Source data

▼

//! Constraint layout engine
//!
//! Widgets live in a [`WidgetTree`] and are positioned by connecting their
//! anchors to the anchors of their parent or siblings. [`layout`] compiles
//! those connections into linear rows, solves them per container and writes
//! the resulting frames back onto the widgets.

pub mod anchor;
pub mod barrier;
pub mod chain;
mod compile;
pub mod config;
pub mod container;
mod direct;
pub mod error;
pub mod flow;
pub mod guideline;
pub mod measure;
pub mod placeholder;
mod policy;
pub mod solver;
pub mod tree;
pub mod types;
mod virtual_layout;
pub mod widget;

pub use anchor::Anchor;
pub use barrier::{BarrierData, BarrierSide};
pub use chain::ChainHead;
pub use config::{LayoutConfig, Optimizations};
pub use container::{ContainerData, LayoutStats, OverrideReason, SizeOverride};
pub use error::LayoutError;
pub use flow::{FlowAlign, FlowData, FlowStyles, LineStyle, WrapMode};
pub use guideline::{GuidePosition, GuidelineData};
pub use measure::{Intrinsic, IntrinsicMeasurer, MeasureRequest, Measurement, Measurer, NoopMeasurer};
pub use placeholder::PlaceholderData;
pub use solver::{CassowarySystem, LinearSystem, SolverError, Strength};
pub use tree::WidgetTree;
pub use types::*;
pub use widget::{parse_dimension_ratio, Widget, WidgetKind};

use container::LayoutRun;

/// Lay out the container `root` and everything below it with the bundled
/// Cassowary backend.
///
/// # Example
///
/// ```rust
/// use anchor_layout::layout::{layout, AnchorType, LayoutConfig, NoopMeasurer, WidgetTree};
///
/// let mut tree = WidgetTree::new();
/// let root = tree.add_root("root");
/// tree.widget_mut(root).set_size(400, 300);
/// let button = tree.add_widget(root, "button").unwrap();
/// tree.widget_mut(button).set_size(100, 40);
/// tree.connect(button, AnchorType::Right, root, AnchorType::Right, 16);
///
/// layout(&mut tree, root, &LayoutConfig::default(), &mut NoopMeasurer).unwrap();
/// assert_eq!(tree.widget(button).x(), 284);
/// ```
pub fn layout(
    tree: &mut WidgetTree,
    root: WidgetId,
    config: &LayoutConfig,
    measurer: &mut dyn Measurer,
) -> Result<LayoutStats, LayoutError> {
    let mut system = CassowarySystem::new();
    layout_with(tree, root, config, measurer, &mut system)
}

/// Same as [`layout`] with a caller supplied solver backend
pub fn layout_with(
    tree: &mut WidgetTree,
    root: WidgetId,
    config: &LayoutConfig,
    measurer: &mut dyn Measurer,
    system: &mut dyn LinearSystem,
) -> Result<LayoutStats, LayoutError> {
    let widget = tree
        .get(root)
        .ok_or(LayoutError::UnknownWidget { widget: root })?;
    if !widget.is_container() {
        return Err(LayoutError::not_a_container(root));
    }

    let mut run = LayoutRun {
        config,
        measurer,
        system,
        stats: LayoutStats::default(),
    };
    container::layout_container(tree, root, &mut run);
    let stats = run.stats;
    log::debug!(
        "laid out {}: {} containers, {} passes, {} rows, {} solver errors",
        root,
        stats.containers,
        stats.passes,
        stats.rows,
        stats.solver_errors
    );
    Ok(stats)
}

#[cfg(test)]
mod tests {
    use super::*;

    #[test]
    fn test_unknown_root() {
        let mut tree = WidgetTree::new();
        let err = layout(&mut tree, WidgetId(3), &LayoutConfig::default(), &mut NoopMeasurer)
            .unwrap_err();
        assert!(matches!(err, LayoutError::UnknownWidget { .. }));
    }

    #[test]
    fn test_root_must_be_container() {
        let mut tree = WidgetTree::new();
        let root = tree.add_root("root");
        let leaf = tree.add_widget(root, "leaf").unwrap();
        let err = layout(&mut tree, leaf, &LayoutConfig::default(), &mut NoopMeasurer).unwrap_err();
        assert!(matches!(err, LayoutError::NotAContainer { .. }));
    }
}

▲
▼

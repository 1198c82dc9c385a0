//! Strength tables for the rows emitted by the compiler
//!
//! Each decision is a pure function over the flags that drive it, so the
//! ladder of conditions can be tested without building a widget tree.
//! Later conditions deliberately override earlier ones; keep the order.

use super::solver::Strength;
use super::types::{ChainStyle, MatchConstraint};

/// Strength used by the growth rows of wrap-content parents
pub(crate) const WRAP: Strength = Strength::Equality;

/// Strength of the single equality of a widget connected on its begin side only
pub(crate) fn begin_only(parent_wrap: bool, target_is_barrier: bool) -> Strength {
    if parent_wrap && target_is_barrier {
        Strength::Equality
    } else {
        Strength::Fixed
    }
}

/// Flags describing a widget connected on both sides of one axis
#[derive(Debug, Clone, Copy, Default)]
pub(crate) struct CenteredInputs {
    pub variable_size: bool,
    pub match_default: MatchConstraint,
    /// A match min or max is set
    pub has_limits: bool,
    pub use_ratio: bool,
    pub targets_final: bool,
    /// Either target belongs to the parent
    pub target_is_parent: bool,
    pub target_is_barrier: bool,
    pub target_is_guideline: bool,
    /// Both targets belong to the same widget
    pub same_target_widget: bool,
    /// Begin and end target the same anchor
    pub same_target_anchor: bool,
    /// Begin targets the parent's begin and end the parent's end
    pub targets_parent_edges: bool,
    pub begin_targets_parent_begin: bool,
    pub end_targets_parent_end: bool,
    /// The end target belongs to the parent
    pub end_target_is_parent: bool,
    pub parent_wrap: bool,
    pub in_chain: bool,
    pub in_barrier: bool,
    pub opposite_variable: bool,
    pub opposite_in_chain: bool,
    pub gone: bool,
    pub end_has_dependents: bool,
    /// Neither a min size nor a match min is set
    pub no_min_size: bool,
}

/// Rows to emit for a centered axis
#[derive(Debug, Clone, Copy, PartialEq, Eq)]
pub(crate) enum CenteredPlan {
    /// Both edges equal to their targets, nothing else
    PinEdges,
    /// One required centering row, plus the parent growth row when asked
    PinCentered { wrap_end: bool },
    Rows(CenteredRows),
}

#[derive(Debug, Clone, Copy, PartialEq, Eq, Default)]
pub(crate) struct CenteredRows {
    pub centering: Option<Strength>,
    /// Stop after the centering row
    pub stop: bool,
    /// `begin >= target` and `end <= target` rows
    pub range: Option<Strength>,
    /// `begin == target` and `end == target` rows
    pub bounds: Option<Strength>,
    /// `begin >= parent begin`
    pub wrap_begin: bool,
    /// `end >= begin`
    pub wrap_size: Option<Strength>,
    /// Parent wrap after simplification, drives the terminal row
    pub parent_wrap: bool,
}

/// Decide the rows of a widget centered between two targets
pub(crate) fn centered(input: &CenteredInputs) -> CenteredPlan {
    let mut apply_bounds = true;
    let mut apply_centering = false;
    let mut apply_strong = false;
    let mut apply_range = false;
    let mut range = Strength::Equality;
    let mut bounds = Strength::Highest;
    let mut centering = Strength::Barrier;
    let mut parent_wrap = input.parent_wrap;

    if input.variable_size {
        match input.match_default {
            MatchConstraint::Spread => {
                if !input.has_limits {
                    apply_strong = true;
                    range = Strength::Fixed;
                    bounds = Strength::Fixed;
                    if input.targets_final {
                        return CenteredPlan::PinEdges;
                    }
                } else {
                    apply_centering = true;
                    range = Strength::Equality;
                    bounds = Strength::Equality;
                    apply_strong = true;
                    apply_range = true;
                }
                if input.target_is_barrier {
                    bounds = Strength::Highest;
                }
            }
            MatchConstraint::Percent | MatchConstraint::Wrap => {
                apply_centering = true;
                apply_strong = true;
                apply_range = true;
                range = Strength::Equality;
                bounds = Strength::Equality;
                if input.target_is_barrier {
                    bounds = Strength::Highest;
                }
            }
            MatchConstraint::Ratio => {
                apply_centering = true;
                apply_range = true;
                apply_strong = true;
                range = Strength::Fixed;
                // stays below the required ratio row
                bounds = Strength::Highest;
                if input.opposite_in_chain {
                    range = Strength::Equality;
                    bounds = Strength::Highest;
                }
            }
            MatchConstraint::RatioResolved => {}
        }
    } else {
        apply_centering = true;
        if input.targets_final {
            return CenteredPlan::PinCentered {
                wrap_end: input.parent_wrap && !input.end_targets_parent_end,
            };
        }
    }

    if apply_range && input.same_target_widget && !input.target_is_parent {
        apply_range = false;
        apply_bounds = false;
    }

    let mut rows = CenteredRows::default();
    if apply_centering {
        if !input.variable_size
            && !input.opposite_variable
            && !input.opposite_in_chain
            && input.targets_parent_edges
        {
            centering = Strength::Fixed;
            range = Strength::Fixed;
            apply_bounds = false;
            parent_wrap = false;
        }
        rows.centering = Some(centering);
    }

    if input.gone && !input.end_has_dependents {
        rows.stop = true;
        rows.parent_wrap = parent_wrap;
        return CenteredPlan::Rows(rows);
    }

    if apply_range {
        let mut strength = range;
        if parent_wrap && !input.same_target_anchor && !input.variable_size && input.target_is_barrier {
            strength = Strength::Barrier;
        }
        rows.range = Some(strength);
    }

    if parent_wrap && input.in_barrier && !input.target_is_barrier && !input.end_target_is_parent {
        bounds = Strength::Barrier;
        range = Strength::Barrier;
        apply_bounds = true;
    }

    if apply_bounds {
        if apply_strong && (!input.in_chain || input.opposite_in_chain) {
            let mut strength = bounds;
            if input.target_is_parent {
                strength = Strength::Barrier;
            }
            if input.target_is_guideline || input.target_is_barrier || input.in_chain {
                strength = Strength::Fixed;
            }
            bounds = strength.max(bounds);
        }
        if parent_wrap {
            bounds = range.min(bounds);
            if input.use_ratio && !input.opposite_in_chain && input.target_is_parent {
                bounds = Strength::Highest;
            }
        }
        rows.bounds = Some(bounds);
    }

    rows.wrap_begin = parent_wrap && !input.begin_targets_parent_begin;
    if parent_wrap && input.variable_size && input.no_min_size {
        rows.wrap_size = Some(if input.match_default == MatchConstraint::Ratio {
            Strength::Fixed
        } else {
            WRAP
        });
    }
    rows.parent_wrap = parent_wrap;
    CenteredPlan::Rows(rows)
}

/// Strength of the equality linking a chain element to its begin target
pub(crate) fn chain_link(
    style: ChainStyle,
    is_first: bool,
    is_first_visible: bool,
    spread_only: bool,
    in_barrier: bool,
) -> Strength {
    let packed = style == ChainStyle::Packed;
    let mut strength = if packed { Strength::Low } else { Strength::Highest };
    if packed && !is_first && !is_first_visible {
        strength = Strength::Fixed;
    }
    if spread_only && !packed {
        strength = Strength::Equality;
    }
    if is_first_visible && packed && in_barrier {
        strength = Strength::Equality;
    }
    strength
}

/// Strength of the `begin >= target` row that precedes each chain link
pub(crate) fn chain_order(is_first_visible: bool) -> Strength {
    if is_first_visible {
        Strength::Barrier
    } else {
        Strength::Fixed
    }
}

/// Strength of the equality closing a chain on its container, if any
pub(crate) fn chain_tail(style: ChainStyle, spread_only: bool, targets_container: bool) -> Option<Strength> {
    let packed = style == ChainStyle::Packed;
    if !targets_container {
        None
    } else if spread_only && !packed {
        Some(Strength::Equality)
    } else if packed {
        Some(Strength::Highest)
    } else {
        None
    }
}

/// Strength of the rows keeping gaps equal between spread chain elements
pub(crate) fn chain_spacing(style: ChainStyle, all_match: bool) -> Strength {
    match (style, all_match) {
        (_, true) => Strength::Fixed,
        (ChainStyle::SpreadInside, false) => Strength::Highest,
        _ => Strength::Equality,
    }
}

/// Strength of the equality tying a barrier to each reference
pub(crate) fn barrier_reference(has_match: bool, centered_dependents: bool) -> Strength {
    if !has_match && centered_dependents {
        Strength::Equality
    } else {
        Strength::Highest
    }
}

▲

Task: From the entries above, give again exactly the lines running from the line with "Constraint layout engine" to the line with "pub mod anchor;"; include both of those lines.

The completed task:
//! Constraint layout engine
//!
//! Widgets live in a [`WidgetTree`] and are positioned by connecting their
//! anchors to the anchors of their parent or siblings. [`layout`] compiles
//! those connections into linear rows, solves them per container and writes
//! the resulting frames back onto the widgets.

pub mod anchor;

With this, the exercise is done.